Come si addice ad ogni opera d’arte di finzione, anche Il signore delle formiche, insomma, tradisce giustamente la realtà storica e propone un proprio punto di vista che è tanto di forma quanto di sostanza.
Per dirla altrimenti la forza dirompente e la dimensione di feroce invettiva politica tanto attuale quanto precisa e circostanziata dell’ultimo film di Amelio sono proprio dati dal fatto che ad emergere è il punto di vista del regista.
A testimoniarlo è innanzitutto la struttura stessa del film ed il profondo squilibrio tra la prima e la seconda parte.
Al centro del film ci sono gli anni in cui Braibanti diede vita al laboratorio artistico del torrione Farnese di Castell’Arquato ed il suo rapporto con Ettore (l’esordiente Leonardo Maltese) alter ego fittizio del vero protagonista della vicenda che, Amelio, per rispetto ha deciso di non nominare.
Il centro vitale de Il signore delle formiche non è insomma Aldo Braibanti in quanto imputato, in quanto caso politico, in quanto mostro, in quanto specchio, come dice Ennio “dell’aspetto più retrivo, più meschino, più criminale” del nostro paese.
Il signore delle formiche appare piuttosto come un doveroso seppur purtroppo tardivo omaggio all’uomo Aldo Braibanti del quale restituisce la figura d'intellettuale senza per questo fargli sconti.
Gianni Amelio ha realizzato un film al centro del quale c’è Aldo Braibanti in quanto uomo ed intellettuale.
E nel restituire dignità a questa figura non ha fatto neanche sconti, mostrandoci, secondo quanto dichiarato dallo stesso regista un uomo “brusco, duro, sgarbato, feroce, ai limiti di una arroganza”.
Al tempo stesso, nel restituirci la figura umana, Il signore delle formiche è anche e soprattutto una meravigliosa storia d’amore.
Da qui lo squilibrio che pervade tutto il film e che lo rende, al tempo stesso, un’opera viva, realizzata con il cuore in mano.
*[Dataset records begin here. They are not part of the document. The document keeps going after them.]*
//! Git status parsing and queries
//!
//! Parses `git status --porcelain` v1 output into structured per-file
//! status, including merge/conflict classification. Status is derived
//! fresh on every query and never cached: a stale entry would corrupt
//! stage/unstage and conflict decisions downstream.

use std::path::Path;

use serde::{Deserialize, Serialize};

use super::exec::run_git;
use super::utils::{get_git_repo_root, GitError};

/// Structured status for a single file (porcelain v1: X=index, Y=worktree).
#[derive(Debug, Clone, Serialize, Deserialize)]
pub struct FileStatus {
    pub path: String,
    pub index_status: char,
    pub work_tree_status: char,
    pub status_text: String,
    pub is_merge_affected: bool,
    #[serde(skip_serializing_if = "Option::is_none")]
    pub merge_type: Option<String>,
}

/// Human-readable text for a single status character.
fn status_char_text(c: char) -> &'static str {
    match c {
        'M' => "modified",
        'A' => "added",
        'D' => "deleted",
        'R' => "renamed",
        'C' => "copied",
        'T' => "type changed",
        'U' => "unmerged",
        _ => "",
    }
}

/// Both-sides classification for unmerged entries.
fn merge_type(x: char, y: char) -> Option<String> {
    let t = match (x, y) {
        ('U', 'U') => "both_modified",
        ('A', 'A') => "added_by_both",
        ('D', 'D') => "deleted_by_both",
        ('A', 'U') => "added_by_us",
        ('U', 'A') => "added_by_them",
        ('D', 'U') => "deleted_by_us",
        ('U', 'D') => "deleted_by_them",
        _ => return None,
    };
    Some(t.to_string())
}

/// A file is merge-affected when either side is unmerged, or when both
/// sides simultaneously added or simultaneously deleted it (both-sides
/// changes during an active merge).
fn is_merge_affected(x: char, y: char) -> bool {
    x == 'U' || y == 'U' || (x == 'A' && y == 'A') || (x == 'D' && y == 'D')
}

/// Combined status text: untracked/ignored pairs first, otherwise the
/// staged text, falling back to the worktree text, with both qualified
/// when present and different.
fn status_text(x: char, y: char) -> String {
    if x == '?' && y == '?' {
        return "untracked".to_string();
    }
    if x == '!' && y == '!' {
        return "ignored".to_string();
    }
    let staged = status_char_text(x);
    let unstaged = status_char_text(y);
    match (staged.is_empty(), unstaged.is_empty()) {
        (false, false) if staged != unstaged => {
            format!("{} (staged), {} (unstaged)", staged, unstaged)
        }
        (false, _) => staged.to_string(),
        (true, false) => unstaged.to_string(),
        (true, true) => String::new(),
    }
}

/// Parse `git status --porcelain` v1 line output.
///
/// Fixed-column format: XY, a space, then the path. The rename form
/// `old -> new` keeps only the new path. Lines shorter than the path
/// offset are tolerated as empty paths rather than rejected.
pub fn parse_porcelain_status(output: &str) -> Vec<FileStatus> {
    output
        .lines()
        .filter(|line| !line.is_empty())
        .map(|line| {
            let mut chars = line.chars();
            let x = chars.next().unwrap_or(' ');
            let y = chars.next().unwrap_or(' ');
            // Byte offset 3 may fall inside a multibyte character on a
            // malformed line; such lines degrade to an empty path.
            let raw_path = line.get(3..).unwrap_or("");
            // Rename form: "old -> new" keeps the new path.
            let path = match raw_path.split_once(" -> ") {
                Some((_, new_path)) => new_path.to_string(),
                None => raw_path.to_string(),
            };
            FileStatus {
                path,
                index_status: x,
                work_tree_status: y,
                status_text: status_text(x, y),
                is_merge_affected: is_merge_affected(x, y),
                merge_type: merge_type(x, y),
            }
        })
        .collect()
}

/// Get the full working-tree status for a worktree.
pub async fn git_status(cwd: &Path) -> Result<Vec<FileStatus>, GitError> {
    if get_git_repo_root(cwd).await.is_none() {
        return Err(GitError::NotAGitRepo);
    }

    let output = run_git(cwd, &["status", "--porcelain"]).await?;
    if !output.success() {
        return Err(GitError::CommandFailed(output.message()));
    }

    Ok(parse_porcelain_status(&output.stdout))
}

/// True when the worktree has any change to a tracked file (untracked-only
/// changes do not count; they survive a checkout harmlessly).
pub fn has_tracked_changes(entries: &[FileStatus]) -> bool {
    entries.iter().any(|e| {
        !(e.index_status == '?' && e.work_tree_status == '?')
            && !(e.index_status == '!' && e.work_tree_status == '!')
    })
}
Tutto ciò che riguarda il processo sembra quasi non interessare ad Amelio.
La seconda parte del film è sfilacciata, a volte persino svogliata, piena di personaggi tratteggiati superficialmente.
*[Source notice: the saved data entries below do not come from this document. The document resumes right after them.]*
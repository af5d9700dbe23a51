//! Per-worktree operation serialization
//!
//! Git provides its own on-disk locking, but two overlapping mutating
//! operations against the same worktree could still interleave their
//! multi-command sequences. Mutating services take this lock first so
//! calls against one path run one at a time; distinct worktrees proceed
//! concurrently.

use std::collections::HashMap;
use std::path::{Path, PathBuf};
use std::sync::{LazyLock, Mutex, PoisonError};

use tokio::sync::{Mutex as AsyncMutex, OwnedMutexGuard};

static WORKTREE_LOCKS: LazyLock<Mutex<HashMap<PathBuf, std::sync::Arc<AsyncMutex<()>>>>> =
    LazyLock::new(|| Mutex::new(HashMap::new()));

/// Acquire the mutation lock for a worktree path.
///
/// Keys are canonicalized so `/a/wt` and `/a/./wt` serialize together.
pub async fn lock_worktree(path: &Path) -> OwnedMutexGuard<()> {
    let key = path.canonicalize().unwrap_or_else(|_| path.to_path_buf());
    let lock = {
        let mut map = WORKTREE_LOCKS
            .lock()
            .unwrap_or_else(PoisonError::into_inner);
        map.entry(key)
            .or_insert_with(|| std::sync::Arc::new(AsyncMutex::new(())))
            .clone()
    };
    lock.lock_owned().await
}

#[cfg(test)]
mod tests {
    use super::*;
    use std::sync::atomic::{AtomicUsize, Ordering};
    use std::sync::Arc;

    #[tokio::test]
    async fn test_same_path_serializes() {
        let dir = tempfile::tempdir().unwrap();
        let path = dir.path().to_path_buf();
        let concurrent = Arc::new(AtomicUsize::new(0));

        let mut handles = Vec::new();
        for _ in 0..8 {
            let path = path.clone();
            let concurrent = concurrent.clone();
            handles.push(tokio::spawn(async move {
                let _guard = lock_worktree(&path).await;
                let now = concurrent.fetch_add(1, Ordering::SeqCst);
                assert_eq!(now, 0, "two operations held the same worktree lock");
                tokio::time::sleep(std::time::Duration::from_millis(5)).await;
                concurrent.fetch_sub(1, Ordering::SeqCst);
            }));
        }
        for h in handles {
            h.await.unwrap();
        }
    }

    #[tokio::test]
    async fn test_distinct_paths_do_not_block() {
        let a = tempfile::tempdir().unwrap();
        let b = tempfile::tempdir().unwrap();
        let _ga = lock_worktree(a.path()).await;
        // Must not deadlock.
        let _gb = lock_worktree(b.path()).await;
    }
}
Eppure, anche queste sono scelte ben precise.
Prendiamo ad esempio la festa alla quale partecipano i due protagonisti e che potrebbe essere uscita da La grande bellezza.
Nel fastidio che prova Ettore nei confronti di quell’omosessualità così esibita e nella contrapposizione con il rigore etico e morale di Aldo c’è molto non solo del vero Braibanti ma anche del rapporto di Amelio stesso con la propria omosessualità.
Così in tutta la vicenda processuale ciò che sembra interessare l’autore è mostrare il proprio rispetto a Braibanti attraverso la totale adesione al personaggio reale e alle sue decisioni dell’epoca, prima tra tutte quella di non rispondere quasi mai alle domande di giudici ed avvocati.
Un senso di sostanziale estraneità che trova eco in quest'apparente disinteresse e sciattezza con la quale consapevolmente Amelio ha affrontato questa seconda parte del suo film.
Ci sarebbe molto altro da dire, dalla figura della madre di Braibanti nella quale è impossibile non sentire echi di Pasolini all’intera vicenda della stessa denuncia nei confronti di Braibanti che, nel film, sembra quasi essere figlia dell’insoddisfazione mista ad invidia e frustrazione di Riccardo (Davide Vecchi) nei confronti del fratello Ettore.
Preferiamo invece soffermarci sul lirico finale nel quale tutto il furore istintivo e la forza dirompente di questo film realizzato con il cuore trovano libero sfogo in quello che, purtroppo, rimane un’incontro intriso di struggente romanticismo che non avrà mai luogo nella vita reale.
La stessa che si accanirà ancora nei confronti di Braibanti al quale riserverà anni di povertà ed indigenza estrema e dolorosa che culmineranno con lo spietato sfratto dalla sua casa romana..
Anche per questo Il signore delle formiche appare come una dolce carezza sul volto di un uomo che ha sofferto troppo nella sua vita.